*** Block opens ***
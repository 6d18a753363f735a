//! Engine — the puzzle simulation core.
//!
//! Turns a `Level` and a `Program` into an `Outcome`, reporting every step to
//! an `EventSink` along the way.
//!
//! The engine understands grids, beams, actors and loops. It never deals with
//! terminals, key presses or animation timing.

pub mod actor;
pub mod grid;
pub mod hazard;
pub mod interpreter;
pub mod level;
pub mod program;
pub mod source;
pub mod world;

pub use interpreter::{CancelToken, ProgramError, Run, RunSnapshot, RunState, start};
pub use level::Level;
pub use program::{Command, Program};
*** Block closes ***
*** Block opens ***
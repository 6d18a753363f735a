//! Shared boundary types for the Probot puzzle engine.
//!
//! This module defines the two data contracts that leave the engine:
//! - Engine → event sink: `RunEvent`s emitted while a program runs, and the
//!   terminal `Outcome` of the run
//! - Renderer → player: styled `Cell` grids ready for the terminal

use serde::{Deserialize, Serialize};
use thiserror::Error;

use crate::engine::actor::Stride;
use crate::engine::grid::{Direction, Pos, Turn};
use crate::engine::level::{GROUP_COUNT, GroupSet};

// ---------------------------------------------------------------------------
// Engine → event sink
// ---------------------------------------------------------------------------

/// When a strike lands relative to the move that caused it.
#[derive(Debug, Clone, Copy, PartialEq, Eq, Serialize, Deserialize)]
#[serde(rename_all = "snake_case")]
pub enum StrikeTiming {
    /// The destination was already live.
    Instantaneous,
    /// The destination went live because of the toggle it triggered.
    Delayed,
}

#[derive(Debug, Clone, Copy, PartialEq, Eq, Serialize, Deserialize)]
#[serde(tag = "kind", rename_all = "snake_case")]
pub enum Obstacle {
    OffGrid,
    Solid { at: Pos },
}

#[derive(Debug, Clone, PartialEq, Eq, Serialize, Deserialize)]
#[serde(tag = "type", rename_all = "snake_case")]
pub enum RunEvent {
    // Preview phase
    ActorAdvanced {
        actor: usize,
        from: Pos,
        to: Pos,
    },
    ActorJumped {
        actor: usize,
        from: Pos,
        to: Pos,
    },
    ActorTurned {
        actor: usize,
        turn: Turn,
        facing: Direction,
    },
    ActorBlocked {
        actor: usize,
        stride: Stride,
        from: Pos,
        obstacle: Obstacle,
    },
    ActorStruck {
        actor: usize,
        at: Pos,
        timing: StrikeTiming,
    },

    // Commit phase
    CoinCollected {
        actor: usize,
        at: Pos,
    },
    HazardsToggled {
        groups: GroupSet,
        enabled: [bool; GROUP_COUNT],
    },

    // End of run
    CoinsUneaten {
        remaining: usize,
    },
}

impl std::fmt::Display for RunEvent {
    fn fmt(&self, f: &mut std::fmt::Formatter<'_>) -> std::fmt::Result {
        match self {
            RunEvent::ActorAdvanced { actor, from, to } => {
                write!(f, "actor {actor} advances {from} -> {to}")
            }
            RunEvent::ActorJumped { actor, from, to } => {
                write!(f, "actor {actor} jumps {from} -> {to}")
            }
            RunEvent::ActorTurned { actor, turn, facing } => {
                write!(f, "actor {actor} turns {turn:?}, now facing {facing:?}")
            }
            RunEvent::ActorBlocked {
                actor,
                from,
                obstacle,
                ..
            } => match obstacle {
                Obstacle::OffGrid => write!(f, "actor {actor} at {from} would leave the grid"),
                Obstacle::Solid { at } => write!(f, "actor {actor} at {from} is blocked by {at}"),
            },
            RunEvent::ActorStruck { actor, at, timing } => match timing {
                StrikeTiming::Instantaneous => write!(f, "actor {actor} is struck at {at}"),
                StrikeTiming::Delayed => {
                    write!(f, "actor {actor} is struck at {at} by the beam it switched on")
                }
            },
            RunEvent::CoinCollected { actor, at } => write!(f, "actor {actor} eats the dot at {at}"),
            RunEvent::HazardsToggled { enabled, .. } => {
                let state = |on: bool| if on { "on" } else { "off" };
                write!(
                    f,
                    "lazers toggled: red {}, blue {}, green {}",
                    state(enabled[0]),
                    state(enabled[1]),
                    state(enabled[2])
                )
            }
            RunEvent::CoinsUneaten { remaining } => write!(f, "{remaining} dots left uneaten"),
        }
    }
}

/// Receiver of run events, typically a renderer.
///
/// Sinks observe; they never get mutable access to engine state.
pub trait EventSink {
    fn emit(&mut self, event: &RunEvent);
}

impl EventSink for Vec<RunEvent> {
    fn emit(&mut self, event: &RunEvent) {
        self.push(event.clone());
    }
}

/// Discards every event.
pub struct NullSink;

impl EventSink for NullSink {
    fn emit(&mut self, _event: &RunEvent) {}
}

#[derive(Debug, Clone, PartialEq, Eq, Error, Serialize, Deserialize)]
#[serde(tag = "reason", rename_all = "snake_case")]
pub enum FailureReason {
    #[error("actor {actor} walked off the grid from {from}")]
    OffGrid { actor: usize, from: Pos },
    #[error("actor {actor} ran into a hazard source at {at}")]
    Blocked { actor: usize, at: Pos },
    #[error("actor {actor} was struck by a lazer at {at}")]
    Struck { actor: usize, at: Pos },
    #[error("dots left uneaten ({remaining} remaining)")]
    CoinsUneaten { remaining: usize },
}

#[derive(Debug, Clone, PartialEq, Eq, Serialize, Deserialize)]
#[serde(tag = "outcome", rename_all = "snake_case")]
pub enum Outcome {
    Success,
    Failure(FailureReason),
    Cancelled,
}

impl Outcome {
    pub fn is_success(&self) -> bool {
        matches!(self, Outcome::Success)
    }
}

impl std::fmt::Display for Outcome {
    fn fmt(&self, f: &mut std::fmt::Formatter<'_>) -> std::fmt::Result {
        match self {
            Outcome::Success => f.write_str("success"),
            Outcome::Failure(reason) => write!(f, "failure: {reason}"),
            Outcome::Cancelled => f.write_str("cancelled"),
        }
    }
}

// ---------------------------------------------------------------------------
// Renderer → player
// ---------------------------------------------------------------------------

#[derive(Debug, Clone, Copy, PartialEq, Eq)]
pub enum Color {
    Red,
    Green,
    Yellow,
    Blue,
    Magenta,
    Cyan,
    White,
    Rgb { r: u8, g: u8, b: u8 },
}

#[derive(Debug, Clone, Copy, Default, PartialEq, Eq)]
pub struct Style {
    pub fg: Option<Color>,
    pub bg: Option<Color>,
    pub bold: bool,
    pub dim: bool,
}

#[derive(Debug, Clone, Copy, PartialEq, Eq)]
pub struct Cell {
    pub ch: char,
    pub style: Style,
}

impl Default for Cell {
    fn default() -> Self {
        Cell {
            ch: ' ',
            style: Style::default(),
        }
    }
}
*** Block closes ***
Look through the entries above, and wherever a line holds the word "ActorAdvanced", copy it.

    ActorAdvanced {
            RunEvent::ActorAdvanced { actor, from, to } => {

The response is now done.